Outbreak reconstruction using effective distance. a The panel depicts a temporal snapshot of a computer simulated hypothetical pandemic, red dots denote airports with a high prevalence of cases. From the snapshot alone it is difficult to assess the outbreak origin which in this case is ORD (Chicago). b A choice of 12 potential outbreak locations as candidates. c For these candidate locations the pattern is depicted in the effective distance perspective. Only for the correct outbreak location the pattern is concentric. This method can be used quantitatively to identify outbreaks of epidemics that initially spread in a covert way

8 Conclusions

Emergent infectious diseases that bear the potential of spreading across the globe are an illustrative example of how connectivity in a globalized world has changed the way human mediated processes evolve in the 21st century.

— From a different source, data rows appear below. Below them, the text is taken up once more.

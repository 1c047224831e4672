use std::fmt;
use std::time::Duration;

use serde::{Deserialize, Serialize};

/// Lifecycle phases driven by the host.
#[derive(Debug, Clone, Copy, PartialEq, Eq, Hash)]
pub enum Lifecycle {
    Create,
    Read,
    Delete,
}

impl fmt::Display for Lifecycle {
    fn fmt(&self, f: &mut fmt::Formatter<'_>) -> fmt::Result {
        match self {
            Self::Create => write!(f, "create"),
            Self::Read => write!(f, "read"),
            Self::Delete => write!(f, "delete"),
        }
    }
}

/// Deadlines applied to each lifecycle phase.
#[derive(Debug, Clone, Copy, PartialEq, Eq)]
pub struct Timeouts {
    pub create: Duration,
    pub read: Duration,
    pub delete: Duration,
}

impl Default for Timeouts {
    fn default() -> Self {
        Self {
            create: Duration::from_secs(30 * 60),
            read: Duration::from_secs(5 * 60),
            delete: Duration::from_secs(30 * 60),
        }
    }
}

impl Timeouts {
    pub fn for_operation(&self, operation: Lifecycle) -> Duration {
        match operation {
            Lifecycle::Create => self.create,
            Lifecycle::Read => self.read,
            Lifecycle::Delete => self.delete,
        }
    }
}

#[derive(Debug, Clone, Serialize, Deserialize, Default)]
pub struct ResourceConfig {
    #[serde(default)]
    pub timeouts: TimeoutsConfig,
    #[serde(default)]
    pub logging: LoggingConfig,
}

#[derive(Debug, Clone, Serialize, Deserialize)]
pub struct TimeoutsConfig {
    #[serde(default = "default_create_secs")]
    pub create_secs: u64,
    #[serde(default = "default_read_secs")]
    pub read_secs: u64,
    #[serde(default = "default_delete_secs")]
    pub delete_secs: u64,
}

fn default_create_secs() -> u64 {
    30 * 60
}
fn default_read_secs() -> u64 {
    5 * 60
}
fn default_delete_secs() -> u64 {
    30 * 60
}

impl Default for TimeoutsConfig {
    fn default() -> Self {
        Self {
            create_secs: default_create_secs(),
            read_secs: default_read_secs(),
            delete_secs: default_delete_secs(),
        }
    }
}

#[derive(Debug, Clone, Serialize, Deserialize)]
pub struct LoggingConfig {
    #[serde(default = "default_log_level")]
    pub level: String,
}

fn default_log_level() -> String {
    "info".to_string()
}

impl Default for LoggingConfig {
    fn default() -> Self {
        Self {
            level: default_log_level(),
        }
    }
}

/// Error types for configuration loading
#[derive(Debug, thiserror::Error)]
pub enum ConfigError {
    #[error("config build error: {0}")]
    Build(#[from] config::ConfigError),

    #[error("Validation error: {0}")]
    Validation(String),
}

impl ConfigError {
    pub fn validation(msg: impl Into<String>) -> Self {
        Self::Validation(msg.into())
    }
}

impl ResourceConfig {
    pub fn validate(&self) -> Result<(), ConfigError> {
        let t = &self.timeouts;
        if t.create_secs == 0 || t.read_secs == 0 || t.delete_secs == 0 {
            return Err(ConfigError::validation("timeouts must be > 0"));
        }
        let lvl = self.logging.level.to_ascii_lowercase();
        let valid_levels = ["trace", "debug", "info", "warn", "error", "off"];
        if !valid_levels.contains(&lvl.as_str()) {
            return Err(ConfigError::validation(format!(
                "logging.level must be one of {valid_levels:?}"
            )));
        }
        Ok(())
    }

    pub fn timeouts(&self) -> Timeouts {
        Timeouts {
            create: Duration::from_secs(self.timeouts.create_secs),
            read: Duration::from_secs(self.timeouts.read_secs),
            delete: Duration::from_secs(self.timeouts.delete_secs),
        }
    }
}

pub mod loader {
    use super::{ConfigError, ResourceConfig};
    use config::{Config, Environment, File};
    use std::path::PathBuf;

    /// Default configuration file, looked up in the working directory.
    pub const DEFAULT_CONFIG_FILE: &str = "certbind.toml";
    /// Prefix of environment overrides, e.g. `CERTBIND__TIMEOUTS__READ_SECS=60`.
    pub const ENV_PREFIX: &str = "CERTBIND";

    pub fn environment() -> Environment {
        Environment::with_prefix(ENV_PREFIX)
            .try_parsing(true)
            .separator("__")
    }

    /// Loads `path` (or [`DEFAULT_CONFIG_FILE`] when present) with process
    /// environment overrides.
    pub fn load_config(path: Option<&str>) -> Result<ResourceConfig, ConfigError> {
        load_config_with_env(path, environment())
    }

    /// Loads an optional TOML file and layers `env` on top of it.
    pub fn load_config_with_env(
        path: Option<&str>,
        env: Environment,
    ) -> Result<ResourceConfig, ConfigError> {
        let mut builder = Config::builder();
        let file = PathBuf::from(path.unwrap_or(DEFAULT_CONFIG_FILE));
        if file.exists() {
            builder = builder.add_source(File::from(file));
        } else if path.is_some() {
            return Err(ConfigError::validation(format!(
                "config file {} does not exist",
                file.display()
            )));
        }
        builder = builder.add_source(env);

        let merged: ResourceConfig = builder.build()?.try_deserialize()?;
        merged.validate()?;
        Ok(merged)
    }
}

We are connected by complex networks of interaction, mobility being only one of them. With the onset of social media, the internet and mobile devices we share information that proliferates and spreads on information networks in much the same way (see also Chap. 20). In all of these systems the scientific challenge is understanding what topological and statistical features of the underlying network shape particular dynamic features observed in natural systems. The examples addressed above focus on a particular scale, defined by a single mobility network, the air-transportation network that is relevant for this scale. As more and more data accumulates, computational models developed in the future will be able to integrate mobility patterns at an individual resolution, potentially making use of pervasive data collected on mobile devices and paving the way towards predictive models that can account very accurately for observed contagion patterns. The examples above also illustrate that just feeding better and faster computers with more and more data may not necessarily help understanding the fundamental processes and properties of the processes that underly a specific dynamic phenomenon. Sometimes we only need to change the conventional and traditional ways of looking at patterns and adapt our viewpoint appropriately.